→ Your task:
All entries below are to be duplicated verbatim.

→ Dataset content:
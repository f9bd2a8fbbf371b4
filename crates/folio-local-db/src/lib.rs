// Copyright 2025 Schelling Point Labs Inc
// SPDX-License-Identifier: AGPL-3.0-only

//! SQLite persistence for the Folio admin backend
//!
//! A [`Database`] owns a single connection behind a mutex. Stores borrow the
//! connection for the duration of a closure:
//!
//! ```no_run
//! # use folio_local_db::{Database, PostStore};
//! # fn demo(db: &Database) -> folio_local_db::Result<()> {
//! let posts = db.with_conn(|conn| PostStore::new(conn).count())?;
//! # Ok(()) }
//! ```
//!
//! Stores accept any `&Connection`, so the same code runs inside
//! [`Database::transaction`].

mod codec;
pub mod schema;

pub mod activity;
pub mod analytics;
pub mod backups;
pub mod notifications;
pub mod portfolio;
pub mod posts;
pub mod pricing;
pub mod security;
pub mod settings;
pub mod testimonials;
pub mod users;

pub use activity::{ActivityStore, LoginHistoryStore};
pub use analytics::{AnalyticsStore, NewAnalyticsEvent, PageViewStore};
pub use backups::BackupRecordStore;
pub use notifications::NotificationStore;
pub use portfolio::PortfolioStore;
pub use posts::PostStore;
pub use pricing::PricingStore;
pub use security::SecurityStore;
pub use settings::SettingsStore;
pub use testimonials::TestimonialStore;
pub use users::{UserCredentials, UserStore};

pub use rusqlite::{Connection, Transaction};

use std::path::Path;
use std::sync::{Mutex, PoisonError};

/// Storage errors
#[derive(Debug, thiserror::Error)]
pub enum Error {
    #[error("database error: {0}")]
    Sqlite(#[from] rusqlite::Error),

    #[error("serialization error: {0}")]
    Json(#[from] serde_json::Error),

    #[error("{entity} not found: {id}")]
    NotFound { entity: &'static str, id: String },

    #[error("conflict: {0}")]
    Conflict(String),
}

impl Error {
    pub(crate) fn not_found(entity: &'static str, id: impl Into<String>) -> Self {
        Error::NotFound {
            entity,
            id: id.into(),
        }
    }
}

pub type Result<T> = std::result::Result<T, Error>;

/// Handle to the application database
pub struct Database {
    conn: Mutex<Connection>,
}

impl std::fmt::Debug for Database {
    fn fmt(&self, f: &mut std::fmt::Formatter<'_>) -> std::fmt::Result {
        f.debug_struct("Database").finish_non_exhaustive()
    }
}

impl Database {
    /// Open (or create) a database file and bring its schema up to date.
    /// `:memory:` opens a private in-memory database.
    pub fn open(path: impl AsRef<Path>) -> Result<Self> {
        let path = path.as_ref();
        if path.as_os_str() == ":memory:" {
            return Self::open_in_memory();
        }
        let conn = Connection::open(path)?;
        conn.pragma_update_and_check(None, "journal_mode", "WAL", |row| row.get::<_, String>(0))?;
        tracing::info!(path = %path.display(), "Opened database");
        Self::init(conn)
    }

    pub fn open_in_memory() -> Result<Self> {
        Self::init(Connection::open_in_memory()?)
    }

    fn init(conn: Connection) -> Result<Self> {
        conn.pragma_update(None, "foreign_keys", true)?;
        conn.busy_timeout(std::time::Duration::from_secs(5))?;
        schema::migrate(&conn)?;
        Ok(Self {
            conn: Mutex::new(conn),
        })
    }

    /// Run `f` with exclusive access to the connection
    pub fn with_conn<T>(&self, f: impl FnOnce(&Connection) -> Result<T>) -> Result<T> {
        let conn = self.conn.lock().unwrap_or_else(PoisonError::into_inner);
        f(&conn)
    }

    /// Run `f` inside a transaction; commits when `f` succeeds, rolls back otherwise
    pub fn transaction<T>(&self, f: impl FnOnce(&Transaction<'_>) -> Result<T>) -> Result<T> {
        let mut conn = self.conn.lock().unwrap_or_else(PoisonError::into_inner);
        let tx = conn.transaction()?;
        let value = f(&tx)?;
        tx.commit()?;
        Ok(value)
    }

    /// Cheap liveness check
    pub fn ping(&self) -> Result<()> {
        self.with_conn(|conn| {
            conn.query_row("SELECT 1", [], |row| row.get::<_, i64>(0))?;
            Ok(())
        })
    }
}
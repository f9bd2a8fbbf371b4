// Copyright 2025 Schelling Point Labs Inc
// SPDX-License-Identifier: AGPL-3.0-only

//! Site settings (admin only)

use crate::auth::AdminUser;
use crate::error::ServerResult;
use crate::handlers::audit;
use crate::middleware::ClientInfo;
use crate::state::AppState;
use axum::{
    extract::State,
    http::header,
    response::IntoResponse,
    Json,
};
use folio_api_contract::{ApiKeyResponse, SuccessResponse};
use serde_json::{json, Value};

pub async fn get_settings(
    State(state): State<AppState>,
    _admin: AdminUser,
) -> ServerResult<Json<Value>> {
    Ok(Json(state.settings.get().await?))
}

/// Deep-merge a patch into the stored document
pub async fn update_settings(
    State(state): State<AppState>,
    AdminUser(admin): AdminUser,
    client: ClientInfo,
    Json(patch): Json<Value>,
) -> ServerResult<Json<Value>> {
    let document = state.settings.update(&patch, &admin.id).await?;
    let sections: Vec<&String> = patch.as_object().map(|o| o.keys().collect()).unwrap_or_default();
    audit(&state, &admin, &client, "settings_updated", json!({ "sections": sections }))?;
    Ok(Json(document))
}

pub async fn clear_cache(
    State(state): State<AppState>,
    _admin: AdminUser,
) -> ServerResult<Json<SuccessResponse>> {
    state.settings.clear_cache().await;
    Ok(Json(SuccessResponse::ok()))
}

pub async fn export_settings(
    State(state): State<AppState>,
    _admin: AdminUser,
) -> ServerResult<impl IntoResponse> {
    let document = state.settings.get().await?;
    let body = serde_json::to_string_pretty(&document)?;
    Ok((
        [
            (header::CONTENT_TYPE, "application/json"),
            (header::CONTENT_DISPOSITION, "attachment; filename=\"settings.json\""),
        ],
        body,
    ))
}

pub async fn import_settings(
    State(state): State<AppState>,
    AdminUser(admin): AdminUser,
    client: ClientInfo,
    Json(document): Json<Value>,
) -> ServerResult<Json<Value>> {
    let document = state.settings.replace(document, &admin.id).await?;
    audit(&state, &admin, &client, "settings_imported", json!({}))?;
    Ok(Json(document))
}

/// The key is only ever shown in this response
pub async fn rotate_api_key(
    State(state): State<AppState>,
    AdminUser(admin): AdminUser,
    client: ClientInfo,
) -> ServerResult<Json<ApiKeyResponse>> {
    let api_key = state.settings.rotate_api_key(&admin.id).await?;
    audit(&state, &admin, &client, "api_key_rotated", json!({}))?;
    Ok(Json(ApiKeyResponse { api_key }))
}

→ Response:
repository f9bd2a8fbbf371b4
filename crates/folio-local-db/src/lib.rs
// Copyright 2025 Schelling Point Labs Inc
// SPDX-License-Identifier: AGPL-3.0-only

//! SQLite persistence for the Folio admin backend
//!
//! A [`Database`] owns a single connection behind a mutex. Stores borrow the
//! connection for the duration of a closure:
//!
//! ```no_run
//! # use folio_local_db::{Database, PostStore};
//! # fn demo(db: &Database) -> folio_local_db::Result<()> {
//! let posts = db.with_conn(|conn| PostStore::new(conn).count())?;
//! # Ok(()) }
//! ```
//!
//! Stores accept any `&Connection`, so the same code runs inside
//! [`Database::transaction`].

mod codec;
pub mod schema;

pub mod activity;
pub mod analytics;
pub mod backups;
pub mod notifications;
pub mod portfolio;
pub mod posts;
pub mod pricing;
pub mod security;
pub mod settings;
pub mod testimonials;
pub mod users;

pub use activity::{ActivityStore, LoginHistoryStore};
pub use analytics::{AnalyticsStore, NewAnalyticsEvent, PageViewStore};
pub use backups::BackupRecordStore;
pub use notifications::NotificationStore;
pub use portfolio::PortfolioStore;
pub use posts::PostStore;
pub use pricing::PricingStore;
pub use security::SecurityStore;
pub use settings::SettingsStore;
pub use testimonials::TestimonialStore;
pub use users::{UserCredentials, UserStore};

pub use rusqlite::{Connection, Transaction};

use std::path::Path;
use std::sync::{Mutex, PoisonError};

/// Storage errors
#[derive(Debug, thiserror::Error)]
pub enum Error {
    #[error("database error: {0}")]
    Sqlite(#[from] rusqlite::Error),

    #[error("serialization error: {0}")]
    Json(#[from] serde_json::Error),

    #[error("{entity} not found: {id}")]
    NotFound { entity: &'static str, id: String },

    #[error("conflict: {0}")]
    Conflict(String),
}

impl Error {
    pub(crate) fn not_found(entity: &'static str, id: impl Into<String>) -> Self {
        Error::NotFound {
            entity,
            id: id.into(),
        }
    }
}

pub type Result<T> = std::result::Result<T, Error>;

/// Handle to the application database
pub struct Database {
    conn: Mutex<Connection>,
}

impl std::fmt::Debug for Database {
    fn fmt(&self, f: &mut std::fmt::Formatter<'_>) -> std::fmt::Result {
        f.debug_struct("Database").finish_non_exhaustive()
    }
}

impl Database {
    /// Open (or create) a database file and bring its schema up to date.
    /// `:memory:` opens a private in-memory database.
    pub fn open(path: impl AsRef<Path>) -> Result<Self> {
        let path = path.as_ref();
        if path.as_os_str() == ":memory:" {
            return Self::open_in_memory();
        }
        let conn = Connection::open(path)?;
        conn.pragma_update_and_check(None, "journal_mode", "WAL", |row| row.get::<_, String>(0))?;
        tracing::info!(path = %path.display(), "Opened database");
        Self::init(conn)
    }

    pub fn open_in_memory() -> Result<Self> {
        Self::init(Connection::open_in_memory()?)
    }

    fn init(conn: Connection) -> Result<Self> {
        conn.pragma_update(None, "foreign_keys", true)?;
        conn.busy_timeout(std::time::Duration::from_secs(5))?;
        schema::migrate(&conn)?;
        Ok(Self {
            conn: Mutex::new(conn),
        })
    }

    /// Run `f` with exclusive access to the connection
    pub fn with_conn<T>(&self, f: impl FnOnce(&Connection) -> Result<T>) -> Result<T> {
        let conn = self.conn.lock().unwrap_or_else(PoisonError::into_inner);
        f(&conn)
    }

    /// Run `f` inside a transaction; commits when `f` succeeds, rolls back otherwise
    pub fn transaction<T>(&self, f: impl FnOnce(&Transaction<'_>) -> Result<T>) -> Result<T> {
        let mut conn = self.conn.lock().unwrap_or_else(PoisonError::into_inner);
        let tx = conn.transaction()?;
        let value = f(&tx)?;
        tx.commit()?;
        Ok(value)
    }

    /// Cheap liveness check
    pub fn ping(&self) -> Result<()> {
        self.with_conn(|conn| {
            conn.query_row("SELECT 1", [], |row| row.get::<_, i64>(0))?;
            Ok(())
        })
    }
}
repository f9bd2a8fbbf371b4
// Copyright 2025 Schelling Point Labs Inc
// SPDX-License-Identifier: AGPL-3.0-only

//! Site settings (admin only)

use crate::auth::AdminUser;
use crate::error::ServerResult;
use crate::handlers::audit;
use crate::middleware::ClientInfo;
use crate::state::AppState;
use axum::{
    extract::State,
    http::header,
    response::IntoResponse,
    Json,
};
use folio_api_contract::{ApiKeyResponse, SuccessResponse};
use serde_json::{json, Value};

pub async fn get_settings(
    State(state): State<AppState>,
    _admin: AdminUser,
) -> ServerResult<Json<Value>> {
    Ok(Json(state.settings.get().await?))
}

/// Deep-merge a patch into the stored document
pub async fn update_settings(
    State(state): State<AppState>,
    AdminUser(admin): AdminUser,
    client: ClientInfo,
    Json(patch): Json<Value>,
) -> ServerResult<Json<Value>> {
    let document = state.settings.update(&patch, &admin.id).await?;
    let sections: Vec<&String> = patch.as_object().map(|o| o.keys().collect()).unwrap_or_default();
    audit(&state, &admin, &client, "settings_updated", json!({ "sections": sections }))?;
    Ok(Json(document))
}

pub async fn clear_cache(
    State(state): State<AppState>,
    _admin: AdminUser,
) -> ServerResult<Json<SuccessResponse>> {
    state.settings.clear_cache().await;
    Ok(Json(SuccessResponse::ok()))
}

pub async fn export_settings(
    State(state): State<AppState>,
    _admin: AdminUser,
) -> ServerResult<impl IntoResponse> {
    let document = state.settings.get().await?;
    let body = serde_json::to_string_pretty(&document)?;
    Ok((
        [
            (header::CONTENT_TYPE, "application/json"),
            (header::CONTENT_DISPOSITION, "attachment; filename=\"settings.json\""),
        ],
        body,
    ))
}

pub async fn import_settings(
    State(state): State<AppState>,
    AdminUser(admin): AdminUser,
    client: ClientInfo,
    Json(document): Json<Value>,
) -> ServerResult<Json<Value>> {
    let document = state.settings.replace(document, &admin.id).await?;
    audit(&state, &admin, &client, "settings_imported", json!({}))?;
    Ok(Json(document))
}

/// The key is only ever shown in this response
pub async fn rotate_api_key(
    State(state): State<AppState>,
    AdminUser(admin): AdminUser,
    client: ClientInfo,
) -> ServerResult<Json<ApiKeyResponse>> {
    let api_key = state.settings.rotate_api_key(&admin.id).await?;
    audit(&state, &admin, &client, "api_key_rotated", json!({}))?;
    Ok(Json(ApiKeyResponse { api_key }))
}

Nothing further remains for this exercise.